Sadie silently counted to ten. Then twenty. Then she gave up. Her temper wouldn't be cooled by counting, or the multiplication tables or even with thoughts of her twin daughters' smiling faces. She had been pushed too far and, like a true Price, she was fighting mad.
The main room of the Texas Cattleman's Club might not have been the perfect spot for a throw-down, she thought, but it was too late to back off now. Even if she had wanted to.
"I didn't move back to Royal from Houston just to sit at home and do nothing, Brad."

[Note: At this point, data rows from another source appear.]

//! Reserved table names and signature bits.
//!
//! Both are a versioned contract with the producing compiler: renaming a
//! table or changing its row shape is a breaking change.

/// Exported global variable names, one string per row.
pub const EXPORT_VAR_METADATA: &str = "#rs_export_var";

/// Exported function names, one string per row.
pub const EXPORT_FUNC_METADATA: &str = "#rs_export_func";

/// Foreach kernel names, one string per row. Positionally paired with
/// [`EXPORT_FOREACH_METADATA`].
pub const EXPORT_FOREACH_NAME_METADATA: &str = "#rs_export_foreach_name";

/// Foreach kernel signatures, one integer per row.
pub const EXPORT_FOREACH_METADATA: &str = "#rs_export_foreach";

/// Pragmas, a (key, value) string pair per row.
pub const PRAGMA_METADATA: &str = "#pragma";

/// Object slots released on teardown, one integer per row.
pub const OBJECT_SLOT_METADATA: &str = "#rs_object_slots";

/// Compiler version, single integer.
pub const COMPILER_VERSION_METADATA: &str = "#rs_compiler_version";

/// Optimization level, single integer.
pub const OPTIMIZATION_LEVEL_METADATA: &str = "#rs_optimization_level";

/// Float precision, single integer (0 = full, 1 = relaxed).
pub const FLOAT_PRECISION_METADATA: &str = "#rs_float_precision";

/// Threadable flag, single string `"yes"` or `"no"`.
pub const THREADABLE_METADATA: &str = "#rs_is_threadable";

/// Build checksum, single string.
pub const BUILD_CHECKSUM_METADATA: &str = "#rs_build_checksum";

/// Debug compile units. Only presence is observed.
pub const DEBUG_INFO_METADATA: &str = "llvm.dbg.cu";

/// All reserved table names, in extraction order.
pub const RESERVED_METADATA: [&str; 12] = [
    COMPILER_VERSION_METADATA,
    OPTIMIZATION_LEVEL_METADATA,
    FLOAT_PRECISION_METADATA,
    EXPORT_VAR_METADATA,
    EXPORT_FUNC_METADATA,
    EXPORT_FOREACH_NAME_METADATA,
    EXPORT_FOREACH_METADATA,
    PRAGMA_METADATA,
    OBJECT_SLOT_METADATA,
    THREADABLE_METADATA,
    BUILD_CHECKSUM_METADATA,
    DEBUG_INFO_METADATA,
];

/// Kernel takes an input buffer.
pub const SIGNATURE_IN: u32 = 0x01;

/// Kernel takes an output buffer.
pub const SIGNATURE_OUT: u32 = 0x02;

/// Kernel takes a user-data parameter.
pub const SIGNATURE_USR_DATA: u32 = 0x04;

/// Kernel takes an X coordinate.
pub const SIGNATURE_X: u32 = 0x08;

/// Kernel takes a Y coordinate.
pub const SIGNATURE_Y: u32 = 0x10;

/// Pass-by-value kernel (as opposed to the pointer-based legacy form).
pub const SIGNATURE_KERNEL: u32 = 0x20;

/// Every bit with a defined meaning. Bits above it are carried verbatim.
pub const SIGNATURE_MASK: u32 = 0x3F;

#[cfg(test)]
mod tests {
    use super::*;

    #[test]
    fn reserved_names_are_unique() {
        let mut names = RESERVED_METADATA.to_vec();
        names.sort_unstable();
        names.dedup();
        assert_eq!(names.len(), RESERVED_METADATA.len());
    }

    #[test]
    fn signature_bits_fill_mask() {
        let bits = [
            SIGNATURE_IN,
            SIGNATURE_OUT,
            SIGNATURE_USR_DATA,
            SIGNATURE_X,
            SIGNATURE_Y,
            SIGNATURE_KERNEL,
        ];
        assert_eq!(bits.iter().fold(0, |acc, bit| acc | bit), SIGNATURE_MASK);
        assert!(bits.iter().all(|bit| bit.is_power_of_two()));
    }
}
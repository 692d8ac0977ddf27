//! Shared fixtures.

use bcinfo_ir::{Module, Operand};

use crate::constants::*;

/// The module from the round-trip scenario: two variables, one function,
/// two kernels, two object slots and a relaxed-precision pragma.
pub fn sample_module() -> Module {
    Module::new()
        .with_table(EXPORT_VAR_METADATA, [vec![Operand::from("a")], vec!["b".into()]])
        .with_table(EXPORT_FUNC_METADATA, [vec![Operand::from("f")]])
        .with_table(
            EXPORT_FOREACH_NAME_METADATA,
            [vec![Operand::from("k0")], vec!["k1".into()]],
        )
        .with_table(
            EXPORT_FOREACH_METADATA,
            [vec![Operand::Int(0x29)], vec![Operand::Int(0x02)]],
        )
        .with_table(OBJECT_SLOT_METADATA, [vec![Operand::Int(2)], vec![Operand::Int(5)]])
        .with_table(
            PRAGMA_METADATA,
            [vec![Operand::from("rs_fp_relaxed"), Operand::from("")]],
        )
}

/// Build a module from `(table, rows)` pairs.
pub fn module_with(tables: &[(&str, Vec<Vec<Operand>>)]) -> Module {
    tables
        .iter()
        .fold(Module::new(), |module, (name, rows)| {
            module.with_table(*name, rows.iter().cloned())
        })
}

pub fn strs(values: &[&str]) -> Vec<Vec<Operand>> {
    values.iter().map(|v| vec![Operand::from(*v)]).collect()
}

pub fn ints(values: &[u64]) -> Vec<Vec<Operand>> {
    values.iter().map(|v| vec![Operand::Int(*v)]).collect()
}

pub fn pairs(values: &[(&str, &str)]) -> Vec<Vec<Operand>> {
    values
        .iter()
        .map(|(k, v)| vec![Operand::from(*k), Operand::from(*v)])
        .collect()
}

In fact, now that she was home again, she intended to make a name for herself. To get involved. And the TCC was just the place to make a start. She had been thinking about this all night and the fact that her older brother was making things hard on her wouldn't change her mind.
"Fine," he said, throwing both hands high. "Do something. Anything. Just not here."
"Women are a part of the club's world now, Brad," she insisted, glancing over at the two elderly men sitting in brown leather club chairs. At her quick look, they both lifted the newspapers they were hiding behind and pretended they hadn't been watching.
Typical, Sadie thought. The men in this once-exclusive club were determined to ignore progress of any kind. Heck, they'd had to be hog-tied to get them to allow women in the club at all. And they still weren't happy about it.
"You don't need to remind me of that," Brad said tightly. "Haven't I got Abigail Langley riding me like a bull in the rodeo? That woman's about to drive me out of my mind and I'm damned if I'm going to take it from you, too."
She hissed in a breath. "You are the most hardheaded, ornery "
"I'm going to be in charge around here, little sister," he told her. "And you'd best remember that."
Here being the Texas Cattleman's Club, of course. Brad was planning on running for club president and if he won, Sadie knew darn well that the TCC would stay in the dark ages.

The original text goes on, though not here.